Teen Skepchick Interviews: Dana Howell

This post is part of the Teen Skepchick Interviews series, where TS writers talk with amazing women scientists and skeptics about life, the universe, and everything.

April is Autism Awareness Month, so in addition to posts about common autism-related myths and the latest in autism research, we are inviting autistic women to share their experiences and what teens (and adults) can better understand about the people in their lives who are on the spectrum.

Our first interview is with Dana Howell, who did not realize she had autism until her son was diagnosed. Dana shares her experiences growing up and as an adult with Asperger’s and helps clear up some common misconceptions about autism.

What were the signs in yourself that led you, as an adult, to recognize your autism?

This test. When I take it, I score off the chart.

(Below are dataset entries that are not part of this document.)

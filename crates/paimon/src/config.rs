//! Configuration management for the Paimon CLI.
//!
//! Configuration is loaded from (in order of precedence):
//! 1. Command-line arguments
//! 2. Environment variables (`PAIMON_*`, nested keys split on `__`)
//! 3. Config file (`~/.config/paimon/config.toml` or `--config`)
//! 4. `OPENAI_API_KEY` for the model API key
//! 5. Default values

use std::path::{Path, PathBuf};

use beleth::{
    GuardrailConfig, InterviewQuestionConfig, McpConfig, DEFAULT_MAX_MESSAGES,
    DEFAULT_MAX_TOOL_ROUNDS,
};
use figment::{
    providers::{Env, Format, Serialized, Toml},
    Figment,
};
use paimon_core::SamplingParams;
use paimon_openai::OpenAiConfig;
use paimon_server::ServerConfig;
use serde::{Deserialize, Serialize};
use stolas::KnowledgeBaseConfig;

/// Chat model settings.
#[derive(Debug, Clone, Serialize, Deserialize)]
#[serde(default)]
pub struct ModelSettings {
    /// Endpoint, credentials and timeout.
    #[serde(flatten)]
    pub api: OpenAiConfig,
    /// Chat model name.
    pub chat_model: String,
    /// Sampling temperature.
    pub temperature: Option<f32>,
    /// Maximum completion tokens.
    pub max_tokens: Option<u32>,
}

impl Default for ModelSettings {
    fn default() -> Self {
        Self {
            api: OpenAiConfig::default(),
            chat_model: "gpt-4o-mini".to_string(),
            temperature: None,
            max_tokens: None,
        }
    }
}

impl ModelSettings {
    /// Default sampling applied to every chat request.
    #[must_use]
    pub fn sampling(&self) -> SamplingParams {
        let mut sampling = SamplingParams::default();
        if let Some(temperature) = self.temperature {
            sampling = sampling.with_temperature(temperature);
        }
        if let Some(max_tokens) = self.max_tokens {
            sampling = sampling.with_max_tokens(max_tokens);
        }
        sampling
    }
}

/// Which embedder indexes and queries the knowledge base.
#[derive(Debug, Clone, Copy, Default, PartialEq, Eq, Serialize, Deserialize)]
#[serde(rename_all = "snake_case")]
pub enum EmbeddingProvider {
    /// The `/embeddings` endpoint of the model API.
    #[default]
    Openai,
    /// Offline feature hashing.
    Hashing,
}

/// Embedding settings.
#[derive(Debug, Clone, Serialize, Deserialize)]
#[serde(default)]
pub struct EmbeddingSettings {
    /// Embedding backend.
    pub provider: EmbeddingProvider,
    /// Embedding model name (API provider only).
    pub model: String,
    /// Vector dimension.
    pub dimension: usize,
}

impl Default for EmbeddingSettings {
    fn default() -> Self {
        Self {
            provider: EmbeddingProvider::default(),
            model: "text-embedding-3-small".to_string(),
            dimension: 1536,
        }
    }
}

/// Conversation memory settings.
#[derive(Debug, Clone, Serialize, Deserialize)]
#[serde(default)]
pub struct MemorySettings {
    /// Messages kept per conversation.
    pub max_messages: usize,
}

impl Default for MemorySettings {
    fn default() -> Self {
        Self {
            max_messages: DEFAULT_MAX_MESSAGES,
        }
    }
}

/// Assistant behaviour settings.
#[derive(Debug, Clone, Serialize, Deserialize)]
#[serde(default)]
pub struct AssistantSettings {
    /// File holding the system prompt; the built-in prompt when unset.
    pub system_prompt_path: Option<PathBuf>,
    /// Tool rounds allowed per request.
    pub max_tool_rounds: u32,
}

impl Default for AssistantSettings {
    fn default() -> Self {
        Self {
            system_prompt_path: None,
            max_tool_rounds: DEFAULT_MAX_TOOL_ROUNDS,
        }
    }
}

/// Tool settings.
#[derive(Debug, Clone, Default, Serialize, Deserialize)]
#[serde(default)]
pub struct ToolSettings {
    /// Built-in interview question search.
    #[serde(flatten)]
    pub interview: InterviewQuestionConfig,
    /// Tools from an MCP server.
    pub mcp: McpConfig,
}

/// CLI configuration.
#[derive(Debug, Clone, Default, Serialize, Deserialize)]
#[serde(default)]
pub struct Config {
    /// Chat model.
    pub model: ModelSettings,
    /// Embeddings.
    pub embedding: EmbeddingSettings,
    /// Knowledge base ingestion and retrieval.
    pub rag: KnowledgeBaseConfig,
    /// Conversation memory.
    pub memory: MemorySettings,
    /// Assistant behaviour.
    pub assistant: AssistantSettings,
    /// Input guardrail.
    pub guardrail: GuardrailConfig,
    /// Built-in and MCP tools.
    pub tools: ToolSettings,
    /// HTTP server.
    pub server: ServerConfig,
}

impl Config {
    /// Loads configuration from all sources.
    ///
    /// Reports warnings for configuration errors but falls back to defaults.
    pub fn load(path: Option<&Path>) -> Self {
        let config_path = path.map_or_else(Self::config_path, Path::to_path_buf);

        match Self::figment(&config_path).extract::<Config>() {
            Ok(config) => config,
            Err(e) => {
                tracing::warn!(path = %config_path.display(), error = %e, "Invalid configuration");
                eprintln!("\x1b[33mWarning:\x1b[0m Configuration error, using defaults");
                eprintln!("  Config file: {}", config_path.display());
                eprintln!("  Error: {e}");
                eprintln!();
                eprintln!("  To fix, edit or delete the config file:");
                eprintln!("    rm {}", config_path.display());
                eprintln!();
                Config::default()
            }
        }
    }

    /// Layers every configuration source.
    fn figment(config_path: &Path) -> Figment {
        Figment::new()
            .merge(Serialized::defaults(Config::default()))
            .merge(
                Env::raw()
                    .only(&["OPENAI_API_KEY"])
                    .map(|_| "model.api_key".into()),
            )
            .merge(Toml::file(config_path))
            .merge(Env::prefixed("PAIMON_").split("__"))
    }

    /// Returns the path to the config file.
    pub fn config_path() -> PathBuf {
        Self::config_dir().join("config.toml")
    }

    /// Returns the path to the config directory.
    pub fn config_dir() -> PathBuf {
        dirs::config_dir()
            .unwrap_or_else(|| PathBuf::from("."))
            .join("paimon")
    }

    /// Renders the configuration as TOML with the API key masked.
    pub fn to_redacted_toml(&self) -> Result<String, toml::ser::Error> {
        let mut redacted = self.clone();
        if redacted.model.api.api_key.as_deref().is_some_and(|k| !k.is_empty()) {
            redacted.model.api.api_key = Some("********".to_string());
        }
        if redacted.tools.mcp.api_key.as_deref().is_some_and(|k| !k.is_empty()) {
            redacted.tools.mcp.api_key = Some("********".to_string());
        }
        toml::to_string_pretty(&redacted)
    }
}

/// Prints the current configuration and its sources.
pub fn show_config(path: Option<&Path>) {
    let config = Config::load(path);
    let config_path = path.map_or_else(Config::config_path, Path::to_path_buf);

    println!("Paimon Configuration");
    println!("====================\n");

    println!("Config file: {}", config_path.display());
    if config_path.exists() {
        println!("Status: Found\n");
    } else {
        println!("Status: Not found (using defaults)\n");
    }

    match config.to_redacted_toml() {
        Ok(rendered) => println!("{rendered}"),
        Err(e) => eprintln!("Failed to render configuration: {e}"),
    }

    println!("Environment variables:");
    println!("  OPENAI_API_KEY");
    println!("  PAIMON_MODEL__API_KEY, PAIMON_MODEL__BASE_URL, PAIMON_MODEL__CHAT_MODEL");
    println!("  PAIMON_EMBEDDING__PROVIDER (openai | hashing)");
    println!("  PAIMON_RAG__DOCS_DIR, PAIMON_RAG__MIN_SCORE, PAIMON_RAG__ON_INGEST_FAILURE");
    println!("  PAIMON_TOOLS__MCP__ENABLED, PAIMON_TOOLS__MCP__URL, PAIMON_TOOLS__MCP__API_KEY");
    println!("  PAIMON_SERVER__HOST, PAIMON_SERVER__PORT");
}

Also the book Emotional Intelligence [by Daniel Goleman]. I read it and realized I had none.

When you were growing up, not knowing you had autism, how did you explain these traits to yourself?

I thought it was part of being one of the smart ones. I did very well in school so I explained it to myself as “Small minds discuss people, average minds discuss events, great minds discuss ideas,” as Eleanor Roosevelt put it. My mother is a narcissist who would often hold forth on different topics with the theme being, “We’re better than other people because . . .” so this fit well with the worldview I had been given.

What was your social interaction like as a teenager?

We moved to Germany when I was 15. I was doing better socially before we moved than after since I was with long-term friends. Starting over in Germany was hard. I did eventually find people I enjoyed.

Were you content with your social life as a teenager or do you wish it had been different for you?

In Germany we lived very far from school, a 45-minute drive. So everyone I knew was far away. I would have loved to live closer to school so I could see friends and not spend so much time traveling every day.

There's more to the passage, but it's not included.